→ **YOUR OBJECTIVE**
Find the line containing "today.month()" in the records below. Copy exactly that line and each one after it, ending at the line containing "let mut index: HashMap<&'a", and nothing more.

--- RECORDS PROVIDED ---

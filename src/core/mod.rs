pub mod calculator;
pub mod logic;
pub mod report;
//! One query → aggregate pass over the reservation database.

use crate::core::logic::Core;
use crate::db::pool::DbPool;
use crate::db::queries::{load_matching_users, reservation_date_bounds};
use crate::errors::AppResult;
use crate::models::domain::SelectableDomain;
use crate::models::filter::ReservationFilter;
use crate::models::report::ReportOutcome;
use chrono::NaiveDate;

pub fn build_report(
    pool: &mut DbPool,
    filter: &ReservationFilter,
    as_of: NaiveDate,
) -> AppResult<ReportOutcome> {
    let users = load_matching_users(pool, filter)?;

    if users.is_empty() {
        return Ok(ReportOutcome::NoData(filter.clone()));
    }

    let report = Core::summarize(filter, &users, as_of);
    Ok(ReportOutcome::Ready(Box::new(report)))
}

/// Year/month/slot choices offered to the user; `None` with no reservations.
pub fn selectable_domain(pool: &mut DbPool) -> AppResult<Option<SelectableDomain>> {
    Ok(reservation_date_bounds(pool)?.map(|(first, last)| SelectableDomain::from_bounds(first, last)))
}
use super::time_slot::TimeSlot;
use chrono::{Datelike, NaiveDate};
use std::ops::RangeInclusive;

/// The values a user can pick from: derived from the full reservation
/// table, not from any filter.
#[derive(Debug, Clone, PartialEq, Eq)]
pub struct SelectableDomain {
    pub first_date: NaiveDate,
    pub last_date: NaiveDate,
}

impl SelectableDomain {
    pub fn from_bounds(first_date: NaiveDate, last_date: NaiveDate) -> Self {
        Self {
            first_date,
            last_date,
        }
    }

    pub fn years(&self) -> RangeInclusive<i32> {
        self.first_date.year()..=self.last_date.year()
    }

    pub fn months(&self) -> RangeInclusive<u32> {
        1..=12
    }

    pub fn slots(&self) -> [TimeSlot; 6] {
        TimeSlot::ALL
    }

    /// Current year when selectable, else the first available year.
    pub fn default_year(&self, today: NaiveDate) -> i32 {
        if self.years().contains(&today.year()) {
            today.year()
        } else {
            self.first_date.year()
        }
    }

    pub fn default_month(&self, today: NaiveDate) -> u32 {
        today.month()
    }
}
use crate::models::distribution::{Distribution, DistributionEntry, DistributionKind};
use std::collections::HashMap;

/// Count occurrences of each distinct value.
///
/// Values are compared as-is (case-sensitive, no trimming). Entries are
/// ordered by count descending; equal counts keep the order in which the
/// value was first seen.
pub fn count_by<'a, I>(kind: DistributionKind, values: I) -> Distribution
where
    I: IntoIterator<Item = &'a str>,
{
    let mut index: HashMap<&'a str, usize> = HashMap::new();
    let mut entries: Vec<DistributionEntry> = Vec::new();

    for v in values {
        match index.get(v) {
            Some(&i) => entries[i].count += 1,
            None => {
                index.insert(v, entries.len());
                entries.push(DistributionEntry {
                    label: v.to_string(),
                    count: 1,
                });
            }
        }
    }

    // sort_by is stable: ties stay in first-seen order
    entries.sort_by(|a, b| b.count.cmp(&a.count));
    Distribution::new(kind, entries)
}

---

→ **OUTPUT**
        today.month()
    }
}
use crate::models::distribution::{Distribution, DistributionEntry, DistributionKind};
use std::collections::HashMap;

/// Count occurrences of each distinct value.
///
/// Values are compared as-is (case-sensitive, no trimming). Entries are
/// ordered by count descending; equal counts keep the order in which the
/// value was first seen.
pub fn count_by<'a, I>(kind: DistributionKind, values: I) -> Distribution
where
    I: IntoIterator<Item = &'a str>,
{
    let mut index: HashMap<&'a str, usize> = HashMap::new();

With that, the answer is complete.